Just out of interest, Cervaise, are your relatives cheap because they’re cheap, or are they cheap because they really don’t know how much constitutes a reasonable tip?
If the latter, surely you could enlighten then rather than playing the whole “run back inside” game every time you go to dinner.
My grandfather financed a holiday for a dozen family members to Mexico a few years back. Sounds generous, but: All of us were crammed into two condo units, distributed over couches and whatever. Plus they brought all their food with them in two ice chests and a cardboard box (minus the quick expirables like milk and eggs, which they picked up at the local discount mart), and they cooked all their meals, breakfast lunch and dinner, in the condo. In the six nights we were all there, they had one meal, a dinner, at a restaurant. It didn’t strike me as very vacation-oriented, so, after it became obvious this would be the pattern, my wife and I quietly abandoned them for some evening meals.

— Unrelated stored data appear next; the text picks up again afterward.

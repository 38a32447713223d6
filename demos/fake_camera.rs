//! Simulated camera producer
//!
//! Run with: cargo run --example fake_camera [RELAY_URL]
//!
//! Connects to the relay (default ws://127.0.0.1:3000), identifies as the
//! producer and sends a JSON frame envelope ten times a second. The browser
//! viewer renders `image` as an `<img>` source.

use std::time::{Duration, SystemTime, UNIX_EPOCH};

use frame_relay::client::{ClientConfig, FramePublisher, PublishEvent};
use tracing_subscriber::EnvFilter;

// 1x1 grey JPEG
const PLACEHOLDER_JPEG_B64: &str = "/9j/4AAQSkZJRgABAQEASABIAAD/2wBDAP//////////////////////////////////////////////////////////////////////////////////////wgALCAABAAEBAREA/8QAFBABAAAAAAAAAAAAAAAAAAAAAP/aAAgBAQABPxA=";

#[tokio::main]
async fn main() -> Result<(), Box<dyn std::error::Error>> {
    tracing_subscriber::fmt()
        .with_env_filter(EnvFilter::try_from_default_env().unwrap_or_else(|_| EnvFilter::new("info")))
        .init();

    let url = std::env::args()
        .nth(1)
        .unwrap_or_else(|| "ws://127.0.0.1:3000".to_string());

    let (mut publisher, mut events) = FramePublisher::new(ClientConfig::new(url));

    tokio::spawn(async move {
        while let Some(event) = events.recv().await {
            match event {
                PublishEvent::Error(e) => tracing::warn!(error = %e, "Publisher error"),
                other => tracing::info!(event = ?other, "Publisher event"),
            }
        }
    });

    publisher.connect().await?;

    let mut ticker = tokio::time::interval(Duration::from_millis(100));
    loop {
        ticker.tick().await;

        let timestamp = SystemTime::now()
            .duration_since(UNIX_EPOCH)
            .map(|d| d.as_millis() as u64)
            .unwrap_or(0);
        let frame = serde_json::json!({
            "image": format!("data:image/jpeg;base64,{}", PLACEHOLDER_JPEG_B64),
            "timestamp": timestamp,
        });

        if let Err(e) = publisher.send_frame(frame.to_string()).await {
            tracing::error!(error = %e, "Relay connection lost");
            break;
        }
    }

    Ok(())
}
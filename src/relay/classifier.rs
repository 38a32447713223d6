//! Producer/viewer role detection
//!
//! The first data message on a fresh connection decides its role. A producer
//! announces itself either with the bare token:
//!
//! ```text
//! raspberry-pi
//! ```
//!
//! or with a JSON envelope whose `type` is the token:
//!
//! ```text
//! {"type": "raspberry-pi"}
//! ```
//!
//! Anything else (including unparseable data) makes the connection a viewer.

use serde::Deserialize;

use crate::channel::FramePayload;
use crate::registry::Role;

/// Identification token sent by the camera device
pub const DEFAULT_PRODUCER_TOKEN: &str = "raspberry-pi";

#[derive(Debug, Deserialize)]
struct Identification {
    #[serde(rename = "type")]
    kind: String,
}

/// Decides the role of a connection from its first message
#[derive(Debug, Clone)]
pub struct RoleClassifier {
    token: String,
}

impl RoleClassifier {
    /// Create a classifier recognizing the given producer token
    pub fn new(token: impl Into<String>) -> Self {
        Self {
            token: token.into(),
        }
    }

    /// The producer identification token
    pub fn token(&self) -> &str {
        &self.token
    }

    /// Classify a connection from its first message
    ///
    /// Never returns [`Role::Unclassified`].
    pub fn classify(&self, first_message: &FramePayload) -> Role {
        match first_message.as_text() {
            Some(text) if self.is_identification(text) => Role::Producer,
            _ => Role::Viewer,
        }
    }

    fn is_identification(&self, text: &str) -> bool {
        if text == self.token {
            return true;
        }

        // Skip the JSON parser for anything that cannot be an object
        if !text.trim_start().starts_with('{') {
            return false;
        }

        serde_json::from_str::<Identification>(text)
            .map(|id| id.kind == self.token)
            .unwrap_or(false)
    }
}

impl Default for RoleClassifier {
    fn default() -> Self {
        Self::new(DEFAULT_PRODUCER_TOKEN)
    }
}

Believe me, trying to get them to budge on this would be an ugly and pointless battle.
Fair enough. Although i’m a pretty tactless bastard myself, i concede that you have to pick and choose the battles you are prepared to fight in families.
At least you have the heart to make up for their deficiencies when it comes to tipping waiters.

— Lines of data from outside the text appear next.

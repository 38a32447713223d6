//! Relay server listener
//!
//! Handles the TCP accept loop and spawns a task per connection.

use std::net::SocketAddr;
use std::sync::atomic::{AtomicU64, Ordering};
use std::sync::{Arc, Mutex};
use std::time::Duration;

use tokio::net::{TcpListener, TcpStream};
use tokio::sync::Semaphore;

use crate::channel::ChannelId;
use crate::error::Result;
use crate::registry::ChannelRegistry;
use crate::relay::{Broadcaster, RoleClassifier};
use crate::server::config::ServerConfig;
use crate::server::connection::{Connection, RelayContext};
use crate::stats::RelayStats;

/// WebSocket frame relay server
pub struct RelayServer {
    ctx: Arc<RelayContext>,
    next_channel_id: AtomicU64,
    connection_semaphore: Option<Arc<Semaphore>>,
    bound: Mutex<Option<TcpListener>>,
    local_addr: Option<SocketAddr>,
}

impl RelayServer {
    /// Create a new server with the given configuration
    pub fn new(config: ServerConfig) -> Self {
        let connection_semaphore = if config.max_connections > 0 {
            Some(Arc::new(Semaphore::new(config.max_connections)))
        } else {
            None
        };

        let registry = Arc::new(ChannelRegistry::new());
        let stats = Arc::new(RelayStats::new());
        let broadcaster = Broadcaster::new(Arc::clone(&registry), Arc::clone(&stats));
        let classifier = RoleClassifier::new(config.producer_token.clone());

        Self {
            ctx: Arc::new(RelayContext {
                config,
                registry,
                broadcaster,
                classifier,
                stats,
            }),
            next_channel_id: AtomicU64::new(1),
            connection_semaphore,
            bound: Mutex::new(None),
            local_addr: None,
        }
    }

    /// Create a server and bind its listener right away
    ///
    /// Binding to port 0 picks a free port; read it back with
    /// [`local_addr`](Self::local_addr). The next `run`/`run_until` call
    /// serves from this listener.
    pub async fn bind(config: ServerConfig) -> Result<Self> {
        let listener = TcpListener::bind(config.bind_addr).await?;
        let local_addr = listener.local_addr()?;

        let mut server = Self::new(config);
        server.bound = Mutex::new(Some(listener));
        server.local_addr = Some(local_addr);
        Ok(server)
    }

    /// Address the server was bound to by [`bind`](Self::bind)
    pub fn local_addr(&self) -> Option<SocketAddr> {
        self.local_addr
    }

    /// Get the server configuration
    pub fn config(&self) -> &ServerConfig {
        &self.ctx.config
    }

    /// Get a reference to the channel registry
    pub fn registry(&self) -> &Arc<ChannelRegistry> {
        &self.ctx.registry
    }

    /// Get the broadcaster fed by the producer
    pub fn broadcaster(&self) -> &Broadcaster {
        &self.ctx.broadcaster
    }

    /// Get relay-wide statistics
    pub fn stats(&self) -> &Arc<RelayStats> {
        &self.ctx.stats
    }

    /// Get the bind address
    pub fn bind_addr(&self) -> SocketAddr {
        self.ctx.config.bind_addr
    }

    /// Run the server
    ///
    /// This method blocks until the server is shut down.
    pub async fn run(&self) -> Result<()> {
        let listener = self.listener().await?;
        self.serve(listener).await
    }

    /// Run the server with graceful shutdown
    pub async fn run_until<F>(&self, shutdown: F) -> Result<()>
    where
        F: std::future::Future<Output = ()>,
    {
        let listener = self.listener().await?;
        self.serve_until(listener, shutdown).await
    }

    async fn listener(&self) -> Result<TcpListener> {
        let bound = self
            .bound
            .lock()
            .unwrap_or_else(|e| e.into_inner())
            .take();

        match bound {
            Some(listener) => Ok(listener),
            None => Ok(TcpListener::bind(self.ctx.config.bind_addr).await?),
        }
    }

    /// Serve connections from an already bound listener
    pub async fn serve(&self, listener: TcpListener) -> Result<()> {
        tracing::info!(addr = %listener.local_addr()?, "Relay server listening");
        self.accept_loop(&listener).await
    }

    /// Serve connections from an already bound listener until `shutdown` resolves
    ///
    /// On shutdown every registered channel is asked to close.
    pub async fn serve_until<F>(&self, listener: TcpListener, shutdown: F) -> Result<()>
    where
        F: std::future::Future<Output = ()>,
    {
        tracing::info!(addr = %listener.local_addr()?, "Relay server listening");

        let result = tokio::select! {
            _ = shutdown => {
                tracing::info!("Shutdown signal received");
                Ok(())
            }
            result = self.accept_loop(&listener) => result,
        };

        self.close_all().await;
        result
    }

    /// Ask every registered connection to close
    pub async fn close_all(&self) {
        let mut channels = self.ctx.registry.snapshot_viewers().await;
        if let Some(producer) = self.ctx.registry.producer().await {
            channels.push(producer);
        }

        for channel in &channels {
            channel.close();
        }

        tracing::debug!(count = channels.len(), "Closed all connections");
    }

    async fn accept_loop(&self, listener: &TcpListener) -> Result<()> {
        loop {
            match listener.accept().await {
                Ok((socket, peer_addr)) => {
                    self.handle_connection(socket, peer_addr);
                }
                Err(e) => {
                    tracing::error!(error = %e, "Failed to accept connection");
                    // Usually fd exhaustion; back off instead of spinning
                    tokio::time::sleep(Duration::from_millis(100)).await;
                }
            }
        }
    }

    fn handle_connection(&self, socket: TcpStream, peer_addr: SocketAddr) {
        // Check connection limit
        let permit = if let Some(ref sem) = self.connection_semaphore {
            match sem.clone().try_acquire_owned() {
                Ok(permit) => Some(permit),
                Err(_) => {
                    tracing::warn!(peer = %peer_addr, "Connection rejected: limit reached");
                    self.ctx.stats.connection_rejected();
                    return;
                }
            }
        } else {
            None
        };

        let id = ChannelId(self.next_channel_id.fetch_add(1, Ordering::Relaxed));

        tracing::debug!(channel_id = %id, peer = %peer_addr, "New connection");

        if self.ctx.config.tcp_nodelay {
            if let Err(e) = socket.set_nodelay(true) {
                tracing::warn!(channel_id = %id, error = %e, "Failed to set TCP_NODELAY");
            }
        }

        let ctx = Arc::clone(&self.ctx);

        tokio::spawn(async move {
            let _permit = permit;
            let connection = Connection::new(id, peer_addr, ctx);

            if let Err(e) = connection.run(socket).await {
                tracing::debug!(channel_id = %id, error = %e, "Connection error");
            }

            tracing::debug!(channel_id = %id, "Connection closed");
        });
    }
}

In my time dealing with the public in a service career I didn’t care if they said please or thank you as long as they were pleasant in general. I’ve been sworn at and screamed at … and they wonder why people pee in the coffee
As a server, I appreciate polite customers but I’m not bothered if someone says “thank you” each time I come to the table. I know that people are out to spend time with their dining companions and not with me. As mhendo says, sometimes it is even easier if you are allowed to unobtrusively refill drinks or clear the table.
To echo mhendo once again, I found it much more rude to be ignored when trying to address the table to initiate / continue service (i.e. get the initial drink order, recite the special, ask if anyone wants dessert).
Oh! I forgot to add that it is always appreciated when a customer who has received good service puts in a word to the manager. The management at my workplace rewards servers who receive positive customer comments.
Also, the first sentence in my last post should read: “…but I’m not bothered if someone doesn’t say “thank you”…”
I’m a firm believer in being courteous to the wait staff, from responding to “Hello, how are you?” to “please” and “thank you,” and mentioning how good the service was (when it’s good) to the manager on my way out. It doesn’t take any effort, and makes us all feel better.
(And, from the paranoid view, they are getting to my food before I do; being nice to them is practical as well as ethical.)
I don’t have kids, but I explained to my sister’s kids that I’d take them to restaurants if they followed the same set of rules I did (no screaming, no pouting, say “please” and “thank you,” no running around the restaurant, no throwing things, if you hate the food, you don’t have to eat it all, but you should try it, etc.), I’d take them out to restaurants with me (we live in NYC), and they agreed, and abided by those rules from the age of about six up (they’re 19 and 21 now). I always got compliments from restaurant staff on how well-behaved they were.
(Of course, they also knew that days out with their crazy aunt not only involved restaurants, but at least $50 spent on each of them in bookstores, plus the $20 given to them for whatever they wanted to spend it on – which was usually more books. I trained them well.)